Estimated amount (net of advances) of contracts remaining to be executed on capital accounts and not provided for 865.52 1,589.01

7 A Scheme of Arrangement (the "Scheme") between the Company and its equity Shareholders was approved by the Board of Directors vide its resolution dated 30th June, 2008, by the Shareholders in their Court convened meeting held on 15th September, 2008 and by the Honourable High Court of Gujarat vide its order dated 25th March, 2009. The Appointed Date of the Scheme was 1st April,2008. The Company filed the Order with the Registrar of Companies, Gujarat on 14 th April, 2009 within the time specified in the order and the Scheme had been given effect in the financial statement for the financial year ended on 31st March, 2010. Accordingly, as per the Scheme, from the said date, the Company earmarked Rs.200 crore from Securities Premium Reserve to International Business Development Reserve Account (the "IBDR").

Accordingly, during the year, the Company has adjusted against the available balance of IBDR an amount of Rs.1.89 crore (previous year Rs.0.80 crore) being such specified expenses as per the Scheme.

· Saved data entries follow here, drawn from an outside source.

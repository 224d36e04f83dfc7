//! List command handler

use anyhow::Result;
use colored::*;
use std::path::Path;

/// Print the job names of a pipeline in document order
///
/// Jobs whose name starts with `.` are templates meant to be extended and
/// are shown dimmed.
pub fn list_jobs(pipeline_path: &Path) -> Result<()> {
    let pipeline = super::load_pipeline(pipeline_path)?;
    let names: Vec<&str> = pipeline.job_names().collect();

    if names.is_empty() {
        println!("{}", "No jobs found.".yellow());
        return Ok(());
    }

    println!("{}", format!("Found {} job(s):", names.len()).bold());
    for name in names {
        if name.starts_with('.') {
            println!("  {}", name.dimmed());
        } else {
            println!("  {}", name);
        }
    }

    Ok(())
}
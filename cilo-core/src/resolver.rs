//! Job configuration resolver
//!
//! Produces a fully merged [`ResolvedJob`] by walking a job's `extends`
//! chain. The parent is resolved first, then merged into the child:
//!
//! - a non-empty parent image replaces the child's image, even one the
//!   child declared itself
//! - the parent's resolved variables are appended after the child's own
//! - each script phase the child does not declare is copied from the
//!   parent wholesale; phases are never concatenated
//!
//! The pipeline itself is never modified.

use tracing::debug;

use crate::domain::job::{JobDefinition, Phase, ResolvedJob};
use crate::domain::pipeline::{Pipeline, PipelineEntry};
use crate::env::assemble_env;
use crate::error::{ConfigError, Result};

/// Resolve a job by name
///
/// # Errors
/// Returns an error if:
/// - `name` (or any job in its chain) is not in the pipeline
/// - an entry in the chain is not a job mapping
/// - the chain loops back on itself
///
/// # Example
/// ```
/// use cilo_core::{parse_pipeline, resolve};
///
/// let pipeline = parse_pipeline(r#"
/// .base:
///   image: alpine
///   before_script: [apk add make]
/// build:
///   extends: .base
///   script: [make]
/// "#)?;
///
/// let job = resolve(&pipeline, "build")?;
/// assert_eq!(job.image.as_deref(), Some("alpine"));
/// assert!(job.before_script.is_some());
/// # Ok::<(), cilo_core::ConfigError>(())
/// ```
pub fn resolve(pipeline: &Pipeline, name: &str) -> Result<ResolvedJob> {
    let mut chain = Vec::new();
    resolve_chain(pipeline, name, &mut chain)
}

fn resolve_chain(pipeline: &Pipeline, name: &str, chain: &mut Vec<String>) -> Result<ResolvedJob> {
    let definition = lookup(pipeline, name, chain.last())?;

    if chain.iter().any(|seen| seen == name) {
        let mut cycle = chain.clone();
        cycle.push(name.to_string());
        return Err(ConfigError::CyclicExtends { chain: cycle });
    }
    chain.push(name.to_string());

    let mut resolved = ResolvedJob {
        name: name.to_string(),
        image: definition.image.clone(),
        variables: assemble_env(&definition.variables),
        before_script: definition.before_script.clone(),
        script: definition.script.clone(),
        after_script: definition.after_script.clone(),
    };

    let Some(parent_name) = definition.extends.as_deref() else {
        chain.pop();
        return Ok(resolved);
    };

    debug!("Job '{}' extends '{}'", name, parent_name);
    let parent = resolve_chain(pipeline, parent_name, chain)?;

    for phase in Phase::ALL {
        let slot = resolved.phase_mut(phase);
        if slot.is_none() {
            *slot = parent.phase(phase).cloned();
        }
    }

    if let Some(image) = parent.image.filter(|image| !image.is_empty()) {
        resolved.image = Some(image);
    }

    resolved.variables.extend(parent.variables);

    chain.pop();
    Ok(resolved)
}

/// Find a job definition, reporting who referenced it when it is missing
fn lookup<'a>(
    pipeline: &'a Pipeline,
    name: &str,
    referenced_by: Option<&String>,
) -> Result<&'a JobDefinition> {
    match pipeline.get(name) {
        Some(PipelineEntry::Job(definition)) => Ok(definition),
        Some(PipelineEntry::Other) => Err(ConfigError::NotAJob(name.to_string())),
        None => Err(match referenced_by {
            Some(child) => ConfigError::UnknownParent {
                job: child.clone(),
                parent: name.to_string(),
            },
            None => ConfigError::JobNotFound(name.to_string()),
        }),
    }
}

The said accounting treatment has been followed as prescribed under the Scheme and it has no significant impact on the profit for the year.

8 On 26th March 2014, the Company had sold / transferred investment (carrying amount Rs.111 crore) in equity shares of Zep Infratech Limited, a wholly owned subsidiary, and unsecured loan of Rs.69.92 crore to the said subsidiary, for a consideration of Rs.183 crore to Khadayata Decor Limited (Khadayata) out of which Rs.182.95 crore is received in form of 3,659 7% Secured Debentures of Rs.5,00,000 each issued by Khadayata.The said debentures are redeemable at par on 25th September,2017.

9 On 28th November, 2012, the Company issued 7.50 per cent (3.75 per cent from 28th Nov,2014) Step Down Convertible Bonds (with an average yield to maturity 5.25%) aggregating to US $ 140 million to repurchase or repay the outstanding principal and premium on redemption on the 2008 FCCBs, in accordance with applicable Indian laws and regulations.

As per the terms & condtions of the Offering Circular dated 16 th November, 2012, the bondholders have an option to convert these bonds into Equity Shares determined at an initial conversion price of Rs.75.60 per equity share with a fixed rate of exchange on conversion of Rs.54.959 per US $ 1.00, at any time on or after 8th January, 2013 up to the close of business on 19th November, 2017.

The Bonds may be redeemed, in whole but not in part, at the option of the Company at any time on or after 28 th May, 2015 and on or prior to 23rd October, 2017 subject to satisfaction of certain conditions. Unless previously converted, redeemed or purchased and cancelled, the bonds fall due for redemption on 29th November, 2017 at 100 per cent of their principal amount together with accrued interest, if any, calculated in accordance with the terms & conditions.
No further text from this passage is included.